** Exercise description **
All lines of the entries with "crate" in them must be listed.

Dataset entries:
● ● ● ● ● ● ●

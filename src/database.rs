use chrono::{DateTime, Utc};
use rusqlite::types::Type;
use rusqlite::{params, Connection, OptionalExtension, Row};

use crate::error::Result;
use crate::models::{Analysis, Channel, MediaKind, Message, NewChannel, RawMessage, Sentiment};

/// Messages shown per page by `list_messages`.
pub const PAGE_SIZE: usize = 20;

const CHANNEL_COLUMNS: &str =
    "id, name, telegram_id, username, invite_link, active, created_at, last_processed_at";
const MESSAGE_COLUMNS: &str =
    "id, channel_id, message_id, published_at, text, media, is_risk, sentiment, keywords";

/// Open (or create) the SQLite database and make sure the schema exists.
pub fn init_db(path: &str) -> Result<Connection> {
    let conn = Connection::open(path)?;
    init_schema(&conn)?;
    Ok(conn)
}

pub fn init_schema(conn: &Connection) -> Result<()> {
    conn.execute_batch(
        "PRAGMA foreign_keys = ON;

         CREATE TABLE IF NOT EXISTS channels (
            id                INTEGER PRIMARY KEY AUTOINCREMENT,
            name              TEXT NOT NULL UNIQUE,
            telegram_id       INTEGER NOT NULL UNIQUE,
            username          TEXT UNIQUE,
            invite_link       TEXT,
            active            BOOLEAN NOT NULL DEFAULT 1,
            created_at        INTEGER NOT NULL,
            last_processed_at INTEGER
         );

         CREATE TABLE IF NOT EXISTS messages (
            id           INTEGER PRIMARY KEY AUTOINCREMENT,
            channel_id   INTEGER NOT NULL,
            message_id   INTEGER NOT NULL,
            published_at INTEGER NOT NULL,
            text         TEXT,
            media        TEXT,
            is_risk      BOOLEAN NOT NULL DEFAULT 0,
            sentiment    TEXT CHECK (sentiment IN ('positive', 'neutral', 'negative')),
            keywords     TEXT,
            UNIQUE(channel_id, message_id),
            FOREIGN KEY(channel_id) REFERENCES channels(id) ON DELETE CASCADE
         );

         CREATE INDEX IF NOT EXISTS idx_messages_published ON messages(published_at);
         CREATE INDEX IF NOT EXISTS idx_messages_unanalyzed ON messages(sentiment) WHERE sentiment IS NULL;",
    )?;
    Ok(())
}

// -- Channels --

/// Register a channel for monitoring. Returns the new row id.
pub fn add_channel(conn: &Connection, channel: &NewChannel) -> Result<i64> {
    conn.execute(
        "INSERT INTO channels (name, telegram_id, username, invite_link, active, created_at)
         VALUES (?1, ?2, ?3, ?4, 1, ?5);",
        params![
            channel.name,
            channel.telegram_id,
            channel.username,
            channel.invite_link,
            Utc::now().timestamp(),
        ],
    )?;
    Ok(conn.last_insert_rowid())
}

pub fn set_channel_active(conn: &Connection, channel_id: i64, active: bool) -> Result<bool> {
    let changed = conn.execute(
        "UPDATE channels SET active = ?1 WHERE id = ?2;",
        params![active, channel_id],
    )?;
    Ok(changed > 0)
}

pub fn get_channel(conn: &Connection, channel_id: i64) -> Result<Option<Channel>> {
    let channel = conn
        .query_row(
            &format!("SELECT {} FROM channels WHERE id = ?1;", CHANNEL_COLUMNS),
            [channel_id],
            channel_from_row,
        )
        .optional()?;
    Ok(channel)
}

/// All channels ordered by name.
pub fn list_channels(conn: &Connection) -> Result<Vec<Channel>> {
    query_channels(conn, "")
}

/// Channels with monitoring switched on, ordered by name.
pub fn active_channels(conn: &Connection) -> Result<Vec<Channel>> {
    query_channels(conn, "WHERE active = 1")
}

fn query_channels(conn: &Connection, filter: &str) -> Result<Vec<Channel>> {
    let mut stmt = conn.prepare(&format!(
        "SELECT {} FROM channels {} ORDER BY name COLLATE NOCASE;",
        CHANNEL_COLUMNS, filter
    ))?;
    let rows = stmt.query_map([], channel_from_row)?;
    let mut channels = Vec::new();
    for channel in rows {
        channels.push(channel?);
    }
    Ok(channels)
}

/// Move a channel's watermark forward. A value older than the stored one is ignored.
pub fn advance_watermark(conn: &Connection, channel_id: i64, watermark: DateTime<Utc>) -> Result<()> {
    conn.execute(
        "UPDATE channels
         SET last_processed_at = MAX(COALESCE(last_processed_at, ?1), ?1)
         WHERE id = ?2;",
        params![watermark.timestamp(), channel_id],
    )?;
    Ok(())
}

// -- Messages --

/// Insert a fetched message or overwrite the mutable fields of the stored copy.
/// Analysis fields are left alone on overwrite.
pub fn upsert_message(conn: &Connection, channel_id: i64, msg: &RawMessage) -> Result<()> {
    conn.execute(
        "INSERT INTO messages (channel_id, message_id, published_at, text, media)
         VALUES (?1, ?2, ?3, ?4, ?5)
         ON CONFLICT(channel_id, message_id) DO UPDATE SET
            published_at = excluded.published_at,
            text = excluded.text,
            media = excluded.media;",
        params![
            channel_id,
            msg.message_id,
            msg.published_at.timestamp(),
            msg.text,
            msg.media.map(|m| m.as_str()),
        ],
    )?;
    Ok(())
}

pub fn get_message(conn: &Connection, channel_id: i64, message_id: i64) -> Result<Option<Message>> {
    let message = conn
        .query_row(
            &format!(
                "SELECT {} FROM messages WHERE channel_id = ?1 AND message_id = ?2;",
                MESSAGE_COLUMNS
            ),
            params![channel_id, message_id],
            message_from_row,
        )
        .optional()?;
    Ok(message)
}

/// Messages that have not been through an analysis pass yet, oldest first.
pub fn unanalyzed_messages(conn: &Connection, limit: usize) -> Result<Vec<Message>> {
    let mut stmt = conn.prepare(&format!(
        "SELECT {} FROM messages WHERE sentiment IS NULL ORDER BY published_at ASC, id ASC LIMIT ?1;",
        MESSAGE_COLUMNS
    ))?;
    let rows = stmt.query_map([limit as i64], message_from_row)?;
    let mut messages = Vec::new();
    for msg in rows {
        messages.push(msg?);
    }
    Ok(messages)
}

/// Write all three analysis fields of a message in one statement.
pub fn save_analysis(conn: &Connection, id: i64, analysis: &Analysis) -> Result<()> {
    let keywords = analysis
        .keywords
        .as_ref()
        .map(serde_json::to_string)
        .transpose()?;
    conn.execute(
        "UPDATE messages SET is_risk = ?1, sentiment = ?2, keywords = ?3 WHERE id = ?4;",
        params![analysis.is_risk, analysis.sentiment.as_str(), keywords, id],
    )?;
    Ok(())
}

// -- Reporting --

/// Filters for `list_messages`. `None` means "don't filter on this".
#[derive(Debug, Clone, Default)]
pub struct MessageFilter {
    pub channel_id: Option<i64>,
    pub is_risk: Option<bool>,
    pub sentiment: Option<Sentiment>,
    pub since: Option<DateTime<Utc>>,
}

/// One page of a message listing.
#[derive(Debug)]
pub struct Page {
    pub items: Vec<(Message, String)>,
    pub number: usize,
    pub total_pages: usize,
    pub total: usize,
}

pub fn count_channels(conn: &Connection) -> Result<usize> {
    let n: i64 = conn.query_row("SELECT COUNT(*) FROM channels;", [], |row| row.get(0))?;
    Ok(n as usize)
}

pub fn count_messages(conn: &Connection, filter: &MessageFilter) -> Result<usize> {
    let n: i64 = conn.query_row(
        "SELECT COUNT(*) FROM messages
         WHERE (?1 IS NULL OR channel_id = ?1)
           AND (?2 IS NULL OR is_risk = ?2)
           AND (?3 IS NULL OR sentiment = ?3)
           AND (?4 IS NULL OR published_at >= ?4);",
        filter_params(filter),
        |row| row.get(0),
    )?;
    Ok(n as usize)
}

/// Newest-first listing, paginated `PAGE_SIZE` at a time. Out-of-range page
/// numbers are clamped to the nearest valid page.
pub fn list_messages(conn: &Connection, filter: &MessageFilter, page: usize) -> Result<Page> {
    let total = count_messages(conn, filter)?;
    let total_pages = total.div_ceil(PAGE_SIZE).max(1);
    let number = page.clamp(1, total_pages);
    let offset = (number - 1) * PAGE_SIZE;

    let (channel_id, is_risk, sentiment, since) = filter_params(filter);
    let mut stmt = conn.prepare(
        "SELECT m.id, m.channel_id, m.message_id, m.published_at, m.text, m.media,
                m.is_risk, m.sentiment, m.keywords, c.name
         FROM messages m
         JOIN channels c ON c.id = m.channel_id
         WHERE (?1 IS NULL OR m.channel_id = ?1)
           AND (?2 IS NULL OR m.is_risk = ?2)
           AND (?3 IS NULL OR m.sentiment = ?3)
           AND (?4 IS NULL OR m.published_at >= ?4)
         ORDER BY m.published_at DESC, m.id DESC
         LIMIT ?5 OFFSET ?6;",
    )?;
    let rows = stmt.query_map(
        params![channel_id, is_risk, sentiment, since, PAGE_SIZE as i64, offset as i64],
        |row| Ok((message_from_row(row)?, row.get::<_, String>(9)?)),
    )?;
    let mut items = Vec::new();
    for item in rows {
        items.push(item?);
    }
    Ok(Page {
        items,
        number,
        total_pages,
        total,
    })
}

/// Text of every message published since `since`.
pub fn texts_since(conn: &Connection, since: DateTime<Utc>) -> Result<Vec<String>> {
    let mut stmt = conn.prepare(
        "SELECT text FROM messages WHERE published_at >= ?1 AND text IS NOT NULL;",
    )?;
    let rows = stmt.query_map([since.timestamp()], |row| row.get::<_, String>(0))?;
    let mut texts = Vec::new();
    for text in rows {
        texts.push(text?);
    }
    Ok(texts)
}

fn filter_params(filter: &MessageFilter) -> (Option<i64>, Option<bool>, Option<&'static str>, Option<i64>) {
    (
        filter.channel_id,
        filter.is_risk,
        filter.sentiment.map(|s| s.as_str()),
        filter.since.map(|t| t.timestamp()),
    )
}

// -- Row mapping --

fn timestamp_at(row: &Row, idx: usize) -> rusqlite::Result<DateTime<Utc>> {
    let ts: i64 = row.get(idx)?;
    DateTime::<Utc>::from_timestamp(ts, 0).ok_or_else(|| {
        rusqlite::Error::FromSqlConversionFailure(idx, Type::Integer, format!("invalid timestamp {}", ts).into())
    })
}

fn optional_timestamp_at(row: &Row, idx: usize) -> rusqlite::Result<Option<DateTime<Utc>>> {
    match row.get::<_, Option<i64>>(idx)? {
        Some(_) => timestamp_at(row, idx).map(Some),
        None => Ok(None),
    }
}

fn channel_from_row(row: &Row) -> rusqlite::Result<Channel> {
    Ok(Channel {
        id: row.get(0)?,
        name: row.get(1)?,
        telegram_id: row.get(2)?,
        username: row.get(3)?,
        invite_link: row.get(4)?,
        active: row.get(5)?,
        created_at: timestamp_at(row, 6)?,
        last_processed_at: optional_timestamp_at(row, 7)?,
    })
}

fn message_from_row(row: &Row) -> rusqlite::Result<Message> {
    let sentiment = match row.get::<_, Option<String>>(7)? {
        Some(s) => Some(
            s.parse::<Sentiment>()
                .map_err(|e| rusqlite::Error::FromSqlConversionFailure(7, Type::Text, e.into()))?,
        ),
        None => None,
    };
    let keywords = match row.get::<_, Option<String>>(8)? {
        Some(json) => Some(
            serde_json::from_str::<Vec<String>>(&json)
                .map_err(|e| rusqlite::Error::FromSqlConversionFailure(8, Type::Text, Box::new(e)))?,
        ),
        None => None,
    };
    Ok(Message {
        id: row.get(0)?,
        channel_id: row.get(1)?,
        message_id: row.get(2)?,
        published_at: timestamp_at(row, 3)?,
        text: row.get(4)?,
        media: row.get::<_, Option<String>>(5)?.map(|m| MediaKind::parse(&m)),
        is_risk: row.get(6)?,
        sentiment,
        keywords,
    })
}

● ● ● ● ● ● ●

** Answer to this exercise **
use crate::error::Result;
use crate::models::{Analysis, Channel, MediaKind, Message, NewChannel, RawMessage, Sentiment};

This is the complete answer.